## Exercise directions
Every line of the entries below from the one containing "let err = EncoderConfig::new(10, 0, 6).validate().unwrap_err();" to the one containing "let err = DecoderConfig::new(10, 4, 6, 5)", both ends included, must be written out exactly. No other line belongs in the answer.

## Source information
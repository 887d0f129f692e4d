use serde::{Deserialize, Serialize};
use std::fs;
use std::path::Path;

use crate::device::Device;
use crate::error::ConfigError;

fn default_num_layers() -> usize {
    1
}

fn default_beam_size() -> usize {
    1
}

/// Encoder hyper-parameters.
///
/// `vocab_size`, `embedding_dim` and `hidden_size` are required; the rest
/// default to a single unidirectional layer without dropout on the CPU.
#[derive(Debug, Clone, PartialEq, Serialize, Deserialize)]
pub struct EncoderConfig {
    pub vocab_size: usize,
    pub embedding_dim: usize,
    pub hidden_size: usize,
    #[serde(default)]
    pub bidirectional: bool,
    #[serde(default = "default_num_layers")]
    pub num_layers: usize,
    #[serde(default)]
    pub dropout_prob: f32,
    #[serde(default)]
    pub device: Device,
}

impl EncoderConfig {
    pub fn new(vocab_size: usize, embedding_dim: usize, hidden_size: usize) -> Self {
        Self {
            vocab_size,
            embedding_dim,
            hidden_size,
            bidirectional: false,
            num_layers: default_num_layers(),
            dropout_prob: 0.0,
            device: Device::Cpu,
        }
    }

    pub fn bidirectional(mut self, bidirectional: bool) -> Self {
        self.bidirectional = bidirectional;
        self
    }

    pub fn num_layers(mut self, num_layers: usize) -> Self {
        self.num_layers = num_layers;
        self
    }

    pub fn dropout_prob(mut self, p: f32) -> Self {
        self.dropout_prob = p;
        self
    }

    /// Number of recurrent directions (1 or 2).
    pub fn num_directions(&self) -> usize {
        if self.bidirectional {
            2
        } else {
            1
        }
    }

    pub fn validate(&self) -> Result<(), ConfigError> {
        require("vocab_size", self.vocab_size)?;
        require("embedding_dim", self.embedding_dim)?;
        require("hidden_size", self.hidden_size)?;
        require("num_layers", self.num_layers)?;
        check_dropout(self.dropout_prob)
    }
}

/// Decoder hyper-parameters.
///
/// `beam_size` is accepted for compatibility with existing configuration
/// files; generation is always greedy.
#[derive(Debug, Clone, PartialEq, Serialize, Deserialize)]
pub struct DecoderConfig {
    pub vocab_size: usize,
    pub embedding_dim: usize,
    pub hidden_size: usize,
    pub max_seq_len: usize,
    #[serde(default = "default_num_layers")]
    pub num_layers: usize,
    #[serde(default)]
    pub dropout_prob: f32,
    #[serde(default)]
    pub device: Device,
    #[serde(default = "default_beam_size")]
    pub beam_size: usize,
}

impl DecoderConfig {
    pub fn new(
        vocab_size: usize,
        embedding_dim: usize,
        hidden_size: usize,
        max_seq_len: usize,
    ) -> Self {
        Self {
            vocab_size,
            embedding_dim,
            hidden_size,
            max_seq_len,
            num_layers: default_num_layers(),
            dropout_prob: 0.0,
            device: Device::Cpu,
            beam_size: default_beam_size(),
        }
    }

    pub fn num_layers(mut self, num_layers: usize) -> Self {
        self.num_layers = num_layers;
        self
    }

    pub fn dropout_prob(mut self, p: f32) -> Self {
        self.dropout_prob = p;
        self
    }

    pub fn beam_size(mut self, beam_size: usize) -> Self {
        self.beam_size = beam_size;
        self
    }

    pub fn validate(&self) -> Result<(), ConfigError> {
        require("vocab_size", self.vocab_size)?;
        require("embedding_dim", self.embedding_dim)?;
        require("hidden_size", self.hidden_size)?;
        require("max_seq_len", self.max_seq_len)?;
        require("num_layers", self.num_layers)?;
        require("beam_size", self.beam_size)?;
        check_dropout(self.dropout_prob)
    }
}

/// Both halves of a sequence-to-sequence model, as stored on disk.
#[derive(Debug, Clone, PartialEq, Serialize, Deserialize)]
pub struct Seq2SeqConfig {
    pub encoder: EncoderConfig,
    pub decoder: DecoderConfig,
}

impl Seq2SeqConfig {
    /// Load configuration from the given path.  Supports TOML or JSON based on
    /// the file extension. The result is validated before it is returned.
    pub fn from_path(path: impl AsRef<Path>) -> Result<Self, ConfigError> {
        let path = path.as_ref();
        let content = fs::read_to_string(path)?;
        let is_json = path
            .extension()
            .and_then(|e| e.to_str())
            .map_or(false, |e| e.eq_ignore_ascii_case("json"));
        let cfg: Seq2SeqConfig = if is_json {
            serde_json::from_str(&content).map_err(|e| ConfigError::Parse(e.to_string()))?
        } else {
            toml::from_str(&content).map_err(|e| ConfigError::Parse(e.to_string()))?
        };
        cfg.validate()?;
        Ok(cfg)
    }

    /// Validate both halves plus the invariants the encoder-to-decoder
    /// hidden-state hand-off depends on.
    pub fn validate(&self) -> Result<(), ConfigError> {
        self.encoder.validate()?;
        self.decoder.validate()?;
        if self.encoder.num_layers != self.decoder.num_layers {
            return Err(ConfigError::Incompatible {
                field: "num_layers",
                encoder: self.encoder.num_layers,
                decoder: self.decoder.num_layers,
            });
        }
        if self.encoder.hidden_size != self.decoder.hidden_size {
            return Err(ConfigError::Incompatible {
                field: "hidden_size",
                encoder: self.encoder.hidden_size,
                decoder: self.decoder.hidden_size,
            });
        }
        Ok(())
    }
}

fn require(name: &'static str, value: usize) -> Result<(), ConfigError> {
    if value == 0 {
        Err(ConfigError::MissingField(name))
    } else {
        Ok(())
    }
}

fn check_dropout(p: f32) -> Result<(), ConfigError> {
    if (0.0..=1.0).contains(&p) {
        Ok(())
    } else {
        Err(ConfigError::DropoutOutOfRange(p))
    }
}

#[cfg(test)]
mod tests {
    use super::*;

    #[test]
    fn optional_fields_take_defaults() {
        let src = r#"
            [encoder]
            vocab_size = 10
            embedding_dim = 4
            hidden_size = 6

            [decoder]
            vocab_size = 10
            embedding_dim = 4
            hidden_size = 6
            max_seq_len = 5
        "#;
        let cfg: Seq2SeqConfig = toml::from_str(src).unwrap();
        assert!(!cfg.encoder.bidirectional);
        assert_eq!(cfg.encoder.num_layers, 1);
        assert_eq!(cfg.encoder.dropout_prob, 0.0);
        assert_eq!(cfg.encoder.device, Device::Cpu);
        assert_eq!(cfg.decoder.beam_size, 1);
        assert!(cfg.validate().is_ok());
    }

    #[test]
    fn missing_required_field_fails_to_parse() {
        let src = r#"{"vocab_size": 10, "embedding_dim": 4}"#;
        assert!(serde_json::from_str::<EncoderConfig>(src).is_err());
    }

    #[test]
    fn zero_sizes_are_rejected() {
        let err = EncoderConfig::new(10, 0, 6).validate().unwrap_err();
        assert!(matches!(err, ConfigError::MissingField("embedding_dim")));
    }

    #[test]
    fn dropout_must_be_a_probability() {
        let err = DecoderConfig::new(10, 4, 6, 5)
            .dropout_prob(1.01)
            .validate()
            .unwrap_err();
        assert!(matches!(err, ConfigError::DropoutOutOfRange(_)));
        let err = EncoderConfig::new(10, 4, 6)
            .dropout_prob(-0.1)
            .validate()
            .unwrap_err();
        assert!(matches!(err, ConfigError::DropoutOutOfRange(_)));
    }

    #[test]
    fn dropout_bounds_are_inclusive() {
        assert!(EncoderConfig::new(10, 4, 6).dropout_prob(1.0).validate().is_ok());
        assert!(DecoderConfig::new(10, 4, 6, 5).dropout_prob(0.0).validate().is_ok());
    }

    #[test]
    fn layer_counts_must_agree() {
        let cfg = Seq2SeqConfig {
            encoder: EncoderConfig::new(10, 4, 6).num_layers(2),
            decoder: DecoderConfig::new(10, 4, 6, 5),
        };
        assert!(matches!(
            cfg.validate(),
            Err(ConfigError::Incompatible { field: "num_layers", .. })
        ));
    }
}
use std::env;
use std::error::Error;
use std::process;

use gruseq::config::{DecoderConfig, EncoderConfig, Seq2SeqConfig};
use gruseq::data::TokenBatch;
use gruseq::layers::Module;
use gruseq::math::{self, nll_loss};
use gruseq::models::{DecodePolicy, Seq2Seq};
use gruseq::optim::Adam;
use gruseq::rng::rng_from_env;
use gruseq::tokens::PAD_TOKEN_ID;
use indicatif::ProgressBar;
use log::{info, warn};
use rand::rngs::StdRng;
use rand::Rng;

/// Ids below this are reserved for padding and the start sentinel.
const FIRST_WORD_ID: usize = 2;

struct Args {
    config: Option<String>,
    epochs: usize,
    batches_per_epoch: usize,
    batch_size: usize,
    lr: f32,
}

/// `train_seq2seq [--config PATH] [--epochs N] [--batches N] [--batch-size N] [--lr F]`
fn parse_cli<I>(mut args: I) -> Args
where
    I: Iterator<Item = String>,
{
    let mut parsed = Args {
        config: None,
        epochs: 20,
        batches_per_epoch: 50,
        batch_size: 16,
        lr: 0.01,
    };
    while let Some(arg) = args.next() {
        match arg.as_str() {
            "--config" => parsed.config = args.next(),
            "--epochs" => {
                if let Some(v) = args.next() {
                    parsed.epochs = v.parse().unwrap_or(parsed.epochs);
                }
            }
            "--batches" => {
                if let Some(v) = args.next() {
                    parsed.batches_per_epoch = v.parse().unwrap_or(parsed.batches_per_epoch);
                }
            }
            "--batch-size" => {
                if let Some(v) = args.next() {
                    parsed.batch_size = v.parse().unwrap_or(parsed.batch_size);
                }
            }
            "--lr" => {
                if let Some(v) = args.next() {
                    parsed.lr = v.parse().unwrap_or(parsed.lr);
                }
            }
            other => warn!("ignoring unknown argument {other}"),
        }
    }
    parsed
}

fn default_config() -> Seq2SeqConfig {
    Seq2SeqConfig {
        encoder: EncoderConfig::new(12, 16, 32).bidirectional(true),
        decoder: DecoderConfig::new(12, 16, 32, 6),
    }
}

fn main() {
    env_logger::init();
    let args = parse_cli(env::args().skip(1));
    let config = match &args.config {
        Some(path) => match Seq2SeqConfig::from_path(path) {
            Ok(cfg) => cfg,
            Err(e) => {
                eprintln!("{path}: {e}");
                process::exit(1);
            }
        },
        None => default_config(),
    };
    if let Err(e) = run(&args, config) {
        eprintln!("error: {e}");
        process::exit(1);
    }
}

/// Teach the model to reverse random word sequences.
fn run(args: &Args, config: Seq2SeqConfig) -> Result<(), Box<dyn Error>> {
    let mut rng = rng_from_env();
    let vocab_size = config.encoder.vocab_size.min(config.decoder.vocab_size);
    let max_len = config.decoder.max_seq_len;
    if vocab_size <= FIRST_WORD_ID {
        return Err(format!("vocab_size must exceed {FIRST_WORD_ID}").into());
    }
    let mut model = Seq2Seq::with_rng(config, &mut rng)?;
    let mut adam = Adam::new(args.lr, 0.9, 0.999, 1e-8, 0.0);
    info!(
        "training on reversal task: {} trainable parameters",
        model.num_parameters()
    );

    let pb = ProgressBar::new(args.epochs as u64);
    for epoch in 0..args.epochs {
        math::reset_matrix_ops();
        let mut epoch_loss = 0.0f32;
        for _ in 0..args.batches_per_epoch {
            let (source, target) = reversal_batch(&mut rng, args.batch_size, vocab_size, max_len)?;
            model.zero_grad();
            let (out, cache) =
                model.forward_train(&source, DecodePolicy::TeacherForcing(&target), &mut rng)?;
            let (loss, grad) = nll_loss(&out.logits, target.ids(), PAD_TOKEN_ID);
            model.backward(&cache, &grad)?;
            adam.step(&mut model.parameters());
            epoch_loss += loss;
        }
        let mean = epoch_loss / args.batches_per_epoch.max(1) as f32;
        info!(
            "epoch {epoch} loss {mean:.4} matrix ops {}",
            math::matrix_ops_count()
        );
        pb.set_message(format!("loss {mean:.4}"));
        pb.inc(1);
    }
    pb.finish();

    let (source, target) = reversal_batch(&mut rng, 1, vocab_size, max_len)?;
    let predicted: Vec<usize> = model
        .generate(&source)?
        .iter()
        .map(|step| step[0])
        .collect();
    println!(
        "source {:?} expected {:?} predicted {:?}",
        &source.ids()[0][..source.lengths()[0]],
        &target.ids()[0][..target.lengths()[0]],
        predicted
    );
    Ok(())
}

/// Random sequences sorted by descending length and their reversals.
fn reversal_batch(
    rng: &mut StdRng,
    batch_size: usize,
    vocab_size: usize,
    max_len: usize,
) -> Result<(TokenBatch, TokenBatch), Box<dyn Error>> {
    let mut seqs: Vec<Vec<usize>> = (0..batch_size.max(1))
        .map(|_| {
            let len = rng.gen_range(1..=max_len);
            (0..len).map(|_| rng.gen_range(FIRST_WORD_ID..vocab_size)).collect()
        })
        .collect();
    seqs.sort_by(|a, b| b.len().cmp(&a.len()));
    let reversed = seqs.iter().map(|s| s.iter().rev().copied().collect()).collect();
    Ok((
        TokenBatch::from_sequences(seqs)?,
        TokenBatch::from_sequences(reversed)?,
    ))
}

## Written solution
        let err = EncoderConfig::new(10, 0, 6).validate().unwrap_err();
        assert!(matches!(err, ConfigError::MissingField("embedding_dim")));
    }

    #[test]
    fn dropout_must_be_a_probability() {
        let err = DecoderConfig::new(10, 4, 6, 5)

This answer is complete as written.